La farmacia dell’entroterra imperiese, che serve un centro di circa 600 abitanti, aveva mantenuto anche per il 2026 lo stesso orario adottato dal 2023: aperture concentrate in alcuni giorni della settimana e articolate in fasce continuative. Secondo l’Asl 1 Liguria, però, tale organizzazione non rispettava quanto imposto dalla normativa regionale. La legge ligure stabilisce infatti che le farmacie debbano garantire il servizio obbligatoriamente nelle fasce 9-12 e 16-19. Secondo il Tar, la formulazione della norma è chiara e non lascia spazio a interpretazioni differenti.
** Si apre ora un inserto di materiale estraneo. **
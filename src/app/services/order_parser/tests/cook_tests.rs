//! Tests for record classification and ownership filing

use serde_json::json;

use super::super::cook::{Filing, ObjectCook};
use super::super::object_builder::ObjectBuilder;
use super::{dictionary, ownership_dictionary, parser};
use crate::Error;

fn builder(captures: &[(&str, &str)]) -> ObjectBuilder {
    let mut builder = ObjectBuilder::new();
    for (header, value) in captures {
        builder.store(header, value.to_string());
    }
    builder
}

#[test]
fn test_classify_by_unique_header() {
    let dictionary = dictionary(ownership_dictionary());
    let cook = ObjectCook::new(&dictionary);

    assert_eq!(
        cook.classify(&builder(&[("Bar:", "x")]), 1).unwrap(),
        "Suborder"
    );
    assert_eq!(
        cook.classify(&builder(&[("Foo:", "1"), ("Request No:", "R")]), 1)
            .unwrap(),
        "Order"
    );
}

#[test]
fn test_shared_header_does_not_vote() {
    let dictionary = dictionary(json!({
        "Order": { "fields": { "note": "Note:", "foo": "Foo:" } },
        "Invoice": { "fields": { "note": "Note:", "bar": "Bar:" } }
    }));
    let cook = ObjectCook::new(&dictionary);

    assert_eq!(
        cook.classify(&builder(&[("Note:", "n"), ("Bar:", "b")]), 3)
            .unwrap(),
        "Invoice"
    );

    let error = cook.classify(&builder(&[("Note:", "n")]), 3).unwrap_err();
    assert!(matches!(
        error,
        Error::UncategorizableRecord { line: 3, ref headers } if headers == &["Note:".to_string()]
    ));
}

#[test]
fn test_conflicting_votes_are_ambiguous() {
    let dictionary = dictionary(ownership_dictionary());
    let cook = ObjectCook::new(&dictionary);

    let error = cook
        .classify(&builder(&[("Foo:", "1"), ("Bar:", "2")]), 9)
        .unwrap_err();

    assert!(matches!(
        error,
        Error::AmbiguousRecord { line: 9, ref header, ref resolved_type, ref conflicting_type }
            if header == "Bar:" && resolved_type == "Order" && conflicting_type == "Suborder"
    ));
    assert!(error.to_string().contains("line 9"));
}

#[test]
fn test_ambiguous_record_fails_the_parse() {
    let result = parser(ownership_dictionary()).parse_str("Foo: 1\nBar: 2");
    assert!(matches!(result, Err(Error::AmbiguousRecord { line: 2, .. })));
}

#[test]
fn test_child_attaches_to_matching_owner() {
    let result = parser(ownership_dictionary())
        .parse_str("Foo: A\n___\nFoo: B\n___\nParent Foo: B\nBar: first\n___\nParent Foo: B\nBar: second")
        .unwrap();

    assert_eq!(
        serde_json::to_value(&result.records).unwrap(),
        json!([
            { "foo": "A" },
            {
                "foo": "B",
                "suborders": [
                    { "foo": "B", "bar": "first" },
                    { "foo": "B", "bar": "second" }
                ]
            }
        ])
    );
    assert_eq!(result.stats.records_emitted, 2);
    assert_eq!(result.stats.children_attached, 2);
}

#[test]
fn test_child_without_owner_is_dropped() {
    let result = parser(ownership_dictionary())
        .parse_str("Foo: A\n___\nParent Foo: Z\nBar: orphan")
        .unwrap();

    assert_eq!(
        serde_json::to_value(&result.records).unwrap(),
        json!([{ "foo": "A" }])
    );
    assert_eq!(result.stats.children_dropped, 1);
    assert!(!result.stats.is_lossless());
}

#[test]
fn test_child_before_owner_is_dropped() {
    let result = parser(ownership_dictionary())
        .parse_str("Parent Foo: A\nBar: early\n___\nFoo: A")
        .unwrap();

    assert_eq!(result.records.len(), 1);
    assert!(result.records[0].children("suborders").is_empty());
    assert_eq!(result.stats.children_dropped, 1);
}

#[test]
fn test_child_missing_match_field_is_dropped() {
    let dictionary = dictionary(ownership_dictionary());
    let mut cook = ObjectCook::new(&dictionary);

    cook.cook(builder(&[("Foo:", "A")]), 1).unwrap();
    let filing = cook.cook(builder(&[("Bar:", "x")]), 3).unwrap();

    assert_eq!(filing, Filing::Dropped);
    assert_eq!(cook.into_records().len(), 1);
}

#[test]
fn test_first_matching_owner_wins() {
    let dictionary = dictionary(ownership_dictionary());
    let mut cook = ObjectCook::new(&dictionary);

    cook.cook(builder(&[("Foo:", "A"), ("Request No:", "1")]), 1)
        .unwrap();
    cook.cook(builder(&[("Foo:", "A"), ("Request No:", "2")]), 3)
        .unwrap();
    let filing = cook
        .cook(builder(&[("Parent Foo:", " A "), ("Bar:", "x")]), 5)
        .unwrap();

    assert_eq!(filing, Filing::Attached { owner_index: 0 });
    let records = cook.into_records();
    assert_eq!(records[0].children("suborders").len(), 1);
    assert!(records[1].children("suborders").is_empty());
}

#[test]
fn test_warnings_travel_with_record() {
    let dictionary = dictionary(ownership_dictionary());
    let mut cook = ObjectCook::new(&dictionary);

    let mut capture = builder(&[("Foo:", "A")]);
    capture.ignore_text("stray");
    cook.cook(capture, 2).unwrap();

    assert_eq!(cook.into_records()[0].meta.warning_count(), 1);
}

#[test]
fn test_header_of_other_type_is_lookup_error() {
    let dictionary = dictionary(json!({
        "Order": { "fields": { "foo": "Foo:", "note": "Note:" } },
        "Invoice": { "fields": { "note": "Note:", "bar": "Bar:" } },
        "Memo": { "fields": { "bar": "Bar:" } }
    }));
    let mut cook = ObjectCook::new(&dictionary);

    let error = cook
        .cook(builder(&[("Foo:", "1"), ("Bar:", "2")]), 4)
        .unwrap_err();
    assert!(matches!(
        error,
        Error::FieldLookup { ref type_name, ref header } if type_name == "Order" && header == "Bar:"
    ));
}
I giudici sottolineano che “non è possibile ritenere che la norma soggiaccia ad una differente interpretazione” perché il legislatore utilizza la congiunzione “e” tra le due fasce orarie obbligatorie.
Per il collegio, dunque, non basta garantire una sola delle due finestre temporali. Anche in caso di apertura limitata alla mezza giornata, la farmacia deve comunque assicurare entrambe le fasce obbligatorie, eventualmente comprimendo il servizio nelle sei ore previste dalla legge. Respinta quindi la tesi della ricorrente secondo cui sarebbe stato possibile scegliere una sola fascia giornaliera in presenza di un’apertura ridotta. I giudici osservano infatti che la Farmacia della Vittoria, pur rispettando il numero minimo di ore settimanali e annuali previsto per le farmacie rurali, “in nessuna giornata rispetta entrambe le fasce orarie obbligatorie”. Il Tar ha però accolto il secondo motivo di ricorso relativo alle sanzioni. Il Comune aveva infatti avvertito la farmacia che, in caso di mancato adeguamento, sarebbe stata applicata una multa da 1.000 a 3.000 euro.
Secondo il tribunale, tale previsione è errata perché la legge regionale riserva quella fascia sanzionatoria alle violazioni relative al monte ore minimo settimanale e annuale, non agli orari giornalieri. Per la violazione dell’articolo 2 della legge regionale, relativa appunto alle fasce obbligatorie di apertura, la sanzione corretta è invece compresa tra 300 e 900 euro. Da qui l’accoglimento parziale del ricorso: confermato l’obbligo di adeguare gli orari, ma annullata la parte del provvedimento che richiamava una sanzione più elevata rispetto a quella prevista dalla normativa.